◆ Your goal:
How many lines in the entries below contain "relevant"? Answer with the number only.
▬▬▬
//! Queue naming and per-queue declaration policy.

/// The durable shared queue every relevant inbound event is published to.
pub const INBOX_QUEUE: &str = "inbox";

/// Name of the command queue a given bot instance consumes.
///
/// This is also the `rsvp` value carried in every published envelope, so a
/// stateless consumer can route its answer back to the right instance
/// without shared state.
pub fn command_queue_name(bot_id: &str) -> String {
    format!("discord_{bot_id}")
}

/// Broker-level options a logical queue is declared with.
#[derive(Debug, Clone, Copy, PartialEq, Eq)]
pub struct QueuePolicy {
    pub durable: bool,
    pub exclusive: bool,
}

impl QueuePolicy {
    /// The `inbox` binding: survives broker restarts, open to multiple
    /// producers and consumers.
    pub fn durable_shared() -> Self {
        Self {
            durable: true,
            exclusive: false,
        }
    }

    /// The per-bot command binding: ephemeral, single consumer, discarded
    /// when that consumer's connection closes. Commands are only meaningful
    /// while the bot instance that would execute them is live.
    pub fn transient_exclusive() -> Self {
        Self {
            durable: false,
            exclusive: true,
        }
    }
}

#[cfg(test)]
mod tests {
    use super::*;

    #[test]
    fn command_queue_name_embeds_bot_id() {
        assert_eq!(command_queue_name("1234"), "discord_1234");
    }

    #[test]
    fn inbox_policy_is_durable_and_shared() {
        let policy = QueuePolicy::durable_shared();
        assert!(policy.durable);
        assert!(!policy.exclusive);
    }

    #[test]
    fn command_policy_is_transient_and_exclusive() {
        let policy = QueuePolicy::transient_exclusive();
        assert!(!policy.durable);
        assert!(policy.exclusive);
    }
}
//! The inbound wire payload: what gets published to the `inbox` queue.

use chrono::{DateTime, Utc};
use serde::{Deserialize, Serialize};

use crate::CodecError;

/// Canonical projection of one chat message.
///
/// Mirrors the gateway event field-for-field plus the three derived
/// relevance booleans. Every optional field serializes as an explicit
/// `null` rather than being omitted, so consumers never have to probe for
/// key presence. The timestamp is always an absolute instant (RFC 3339),
/// never a platform-relative value.
#[derive(Debug, Clone, Default, PartialEq, Serialize, Deserialize)]
#[serde(rename_all = "camelCase")]
pub struct NormalizedMessage {
    pub id: Option<String>,
    pub content: Option<String>,
    pub clean_content: Option<String>,
    pub author_id: Option<String>,
    pub author_username: Option<String>,
    pub author_nickname: Option<String>,
    pub channel_id: Option<String>,
    pub guild_id: Option<String>,
    pub timestamp: Option<DateTime<Utc>>,
    pub mentioned_user_ids: Vec<String>,
    pub mentioned_role_ids: Vec<String>,
    pub reply_to_message_id: Option<String>,
    pub mentions_me: bool,
    pub is_reply_to_me: bool,
    pub mentions_my_role: bool,
}

/// Reduced projection of one past message shipped as channel history.
///
/// At most 100 entries accompany an envelope, in whatever recency order
/// the platform returned them.
#[derive(Debug, Clone, Default, PartialEq, Serialize, Deserialize)]
#[serde(rename_all = "camelCase")]
pub struct HistoryEntry {
    pub message_id: Option<String>,
    pub author_id: Option<String>,
    pub author_username: Option<String>,
    pub author_nickname: Option<String>,
    pub timestamp: Option<DateTime<Utc>>,
    pub content: Option<String>,
}

/// One unit of work for an external consumer: the message that fired, the
/// channel history behind it, and enough routing identity (`my_id`,
/// `rsvp`) for a relevance-agnostic consumer to correlate and reply.
///
/// Built fresh per relevant event, never mutated after construction, and
/// discarded once serialized onto the wire.
#[derive(Debug, Clone, PartialEq, Serialize, Deserialize)]
#[serde(rename_all = "camelCase")]
pub struct InboxEnvelope {
    /// The publishing bot's own platform identity.
    pub my_id: String,
    /// Queue name answers should be sent to, always `discord_<my_id>`.
    pub rsvp: String,
    /// The event author's role ids, in platform order.
    pub author_roles: Vec<String>,
    pub message: NormalizedMessage,
    pub history: Vec<HistoryEntry>,
}

impl InboxEnvelope {
    /// Serialize for the wire. The single encode point for the inbound
    /// direction.
    pub fn to_bytes(&self) -> Result<Vec<u8>, CodecError> {
        serde_json::to_vec(self).map_err(CodecError::Encode)
    }
}

#[cfg(test)]
mod tests {
    use super::*;
    use serde_json::{Value, json};

    fn empty_envelope() -> InboxEnvelope {
        InboxEnvelope {
            my_id: "42".into(),
            rsvp: "discord_42".into(),
            author_roles: Vec::new(),
            message: NormalizedMessage::default(),
            history: Vec::new(),
        }
    }

    #[test]
    fn absent_fields_serialize_as_null_not_dropped() {
        let value = serde_json::to_value(empty_envelope()).unwrap();
        let message = &value["message"];
        for key in [
            "id",
            "content",
            "cleanContent",
            "authorId",
            "authorUsername",
            "authorNickname",
            "channelId",
            "guildId",
            "timestamp",
            "replyToMessageId",
        ] {
            assert_eq!(message[key], Value::Null, "expected null `{key}`");
            assert!(message.as_object().unwrap().contains_key(key));
        }
        assert_eq!(message["mentionedUserIds"], json!([]));
        assert_eq!(message["mentionsMe"], json!(false));
    }

    #[test]
    fn wire_names_are_camel_case() {
        let value = serde_json::to_value(empty_envelope()).unwrap();
        let object = value.as_object().unwrap();
        assert_eq!(object.len(), 5);
        for key in ["myId", "rsvp", "authorRoles", "message", "history"] {
            assert!(object.contains_key(key), "missing wire key `{key}`");
        }
    }

    #[test]
    fn timestamp_serializes_as_rfc3339() {
        let mut envelope = empty_envelope();
        envelope.message.timestamp = DateTime::from_timestamp_millis(1_700_000_000_000);
        let value = serde_json::to_value(envelope).unwrap();
        let rendered = value["message"]["timestamp"].as_str().unwrap();
        assert!(rendered.starts_with("2023-11-14T22:13:20"), "{rendered}");
    }

    #[test]
    fn to_bytes_round_trips() {
        let bytes = empty_envelope().to_bytes().unwrap();
        let back: InboxEnvelope = serde_json::from_slice(&bytes).unwrap();
        assert_eq!(back, empty_envelope());
    }
}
▬▬▬
◆ Answer to this exercise:
2